# Collected a swarm - how do I know if they're pest free?



## myfrancesca (Jul 1, 2013)

We are new to beekeeping but close family has hives. We collected a swarm yesterday which makes us official bee keepers! I acquired my hive from my father who struggled with mites and wax moths. I had to clean the hive from thousands of wax moth eggs when he gave it to me. He lives 3 hours away from my location and where I have setup my hive, if that matters.
My fear is that the swarm we collected will acquire the mites from the hive or the wax moths will somehow come back because there were reminants left in the hive (all the larvea sacks were removed and it was sat out over the winter to kill anything remaining). 
Should we begin to treat for mites/moths before we see evidence or not? How do we know if the swarm has mites already? With the little knolwedge we have, we're trying to collect information as quickly as possible. I have ordered a few beekeeping books and am looking for local classes.
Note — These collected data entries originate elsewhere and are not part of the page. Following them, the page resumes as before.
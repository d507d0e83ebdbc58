//! Durable storage for turns and world-state snapshots.
//!
//! Everything goes through the [`Persistence`] trait. Three backends exist: [`SqliteStore`],
//! [`JsonlStore`], and [`MirroredStore`] (database first, files as fallback). The backend is
//! chosen by `storage.backend` via [`open_store`].

pub mod jsonl;
pub mod migrations;
pub mod mirrored;
pub mod schema;
pub mod sqlite;

use anyhow::{bail, Context, Result};
use chrono::{DateTime, Utc};
use rusqlite::Connection;
use std::path::Path;

use crate::config::AgentConfig;
use crate::memory::types::ConversationTurn;
use crate::world_state::WorldState;

pub use jsonl::JsonlStore;
pub use mirrored::MirroredStore;
pub use sqlite::SqliteStore;

/// Storage for the turn log and world-state snapshots.
///
/// All methods are synchronous. Implementations must survive a process restart.
pub trait Persistence: Send + Sync {
    fn append_turn(&self, turn: &ConversationTurn) -> Result<()>;

    /// Link an already-stored turn to its index row. Fails if the turn is unknown or
    /// already linked.
    fn set_embedding_ref(&self, turn_id: &str, index: usize) -> Result<()>;

    /// All turns in the order they were appended.
    fn load_turns(&self) -> Result<Vec<ConversationTurn>>;

    fn save_world_state_snapshot(&self, state: &WorldState, schema_version: &str) -> Result<()>;

    /// The most recent snapshot, or `None` if nothing was ever saved.
    fn load_last_world_state(&self) -> Result<Option<WorldState>>;
}

/// A stored world state and when it was saved.
#[derive(Debug, Clone, PartialEq)]
pub struct Snapshot {
    pub created_at: DateTime<Utc>,
    pub state: WorldState,
}

pub(crate) fn parse_timestamp(value: &str) -> Result<DateTime<Utc>> {
    Ok(DateTime::parse_from_rfc3339(value)
        .with_context(|| format!("bad timestamp {value:?}"))?
        .with_timezone(&Utc))
}

/// Build the configured backend under the data directory.
pub fn open_store(config: &AgentConfig) -> Result<Box<dyn Persistence>> {
    match config.storage.backend.as_str() {
        "sqlite" => Ok(Box::new(SqliteStore::open(config.db_path())?)),
        "jsonl" => Ok(Box::new(JsonlStore::new(
            config.turns_path(),
            config.state_path(),
            config.state_history_path(),
        )?)),
        "mirrored" => {
            let files = JsonlStore::new(
                config.turns_path(),
                config.state_path(),
                config.state_history_path(),
            )?;
            match SqliteStore::open(config.db_path()) {
                Ok(db) => Ok(Box::new(MirroredStore::new(db, files))),
                Err(e) => {
                    tracing::warn!(error = %format!("{e:#}"), "database unavailable, using file storage only");
                    Ok(Box::new(files))
                }
            }
        }
        other => bail!("unknown storage backend: {other}. Supported: sqlite, jsonl, mirrored"),
    }
}

/// Open (or create) the database at the given path with schema initialized.
pub fn open_database(path: impl AsRef<Path>) -> Result<Connection> {
    let path = path.as_ref();

    if let Some(parent) = path.parent() {
        std::fs::create_dir_all(parent)
            .with_context(|| format!("failed to create directory {}", parent.display()))?;
    }

    let conn = Connection::open(path)
        .with_context(|| format!("failed to open database at {}", path.display()))?;

    conn.pragma_update(None, "journal_mode", "WAL")?;
    conn.busy_timeout(std::time::Duration::from_millis(5000))?;

    schema::init_schema(&conn).context("failed to initialize schema")?;
    migrations::run_migrations(&conn).context("failed to run migrations")?;

    tracing::info!(path = %path.display(), "database initialized");
    Ok(conn)
}

/// Open an in-memory database with schema and migrations applied.
pub fn open_memory_database() -> Result<Connection> {
    let conn = Connection::open_in_memory().context("failed to open in-memory database")?;
    schema::init_schema(&conn).context("failed to initialize schema")?;
    migrations::run_migrations(&conn).context("failed to run migrations")?;
    Ok(conn)
}

/// Write `contents` to `path` through a temp file and rename, so readers never see a torn file.
pub(crate) fn write_atomic(path: &Path, contents: &[u8]) -> Result<()> {
    if let Some(parent) = path.parent() {
        std::fs::create_dir_all(parent)
            .with_context(|| format!("failed to create directory {}", parent.display()))?;
    }
    let tmp_path = path.with_extension("tmp");
    std::fs::write(&tmp_path, contents)
        .with_context(|| format!("failed to write {}", tmp_path.display()))?;
    std::fs::rename(&tmp_path, path)
        .with_context(|| format!("failed to rename {} to {}", tmp_path.display(), path.display()))?;
    Ok(())
}

#[cfg(test)]
mod tests {
    use super::*;

    #[test]
    fn open_store_rejects_unknown_backend() {
        let mut config = AgentConfig::default();
        config.storage.backend = "postgres".into();
        let err = open_store(&config).err().unwrap();
        assert!(err.to_string().contains("unknown storage backend: postgres"));
    }

    #[test]
    fn write_atomic_replaces_contents() {
        let tmp = tempfile::TempDir::new().unwrap();
        let path = tmp.path().join("nested").join("state.json");
        write_atomic(&path, b"{\"a\":1}").unwrap();
        write_atomic(&path, b"{\"a\":2}").unwrap();
        assert_eq!(std::fs::read_to_string(&path).unwrap(), "{\"a\":2}");
        assert!(!path.with_extension("tmp").exists());
    }
}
However, I have put the cart in front of the horse only because I didn't want to give up the opportunity of a free swarm!
Any kind words of wisdom are greatly appreciated!


----------



## Beregondo (Jun 21, 2011)

If the hive has been empty for quite a while, there won't be any mites in it, as they'd starve for lack of larva to feed on.

The swarm itself is likely carrying mites.

The most mite resistant bees I've had came from cutouts of bees that had been on their own for several years without treatment.
If your swarm came from such a hive, you may have little or no mite *issue* even if there are mites in the hive.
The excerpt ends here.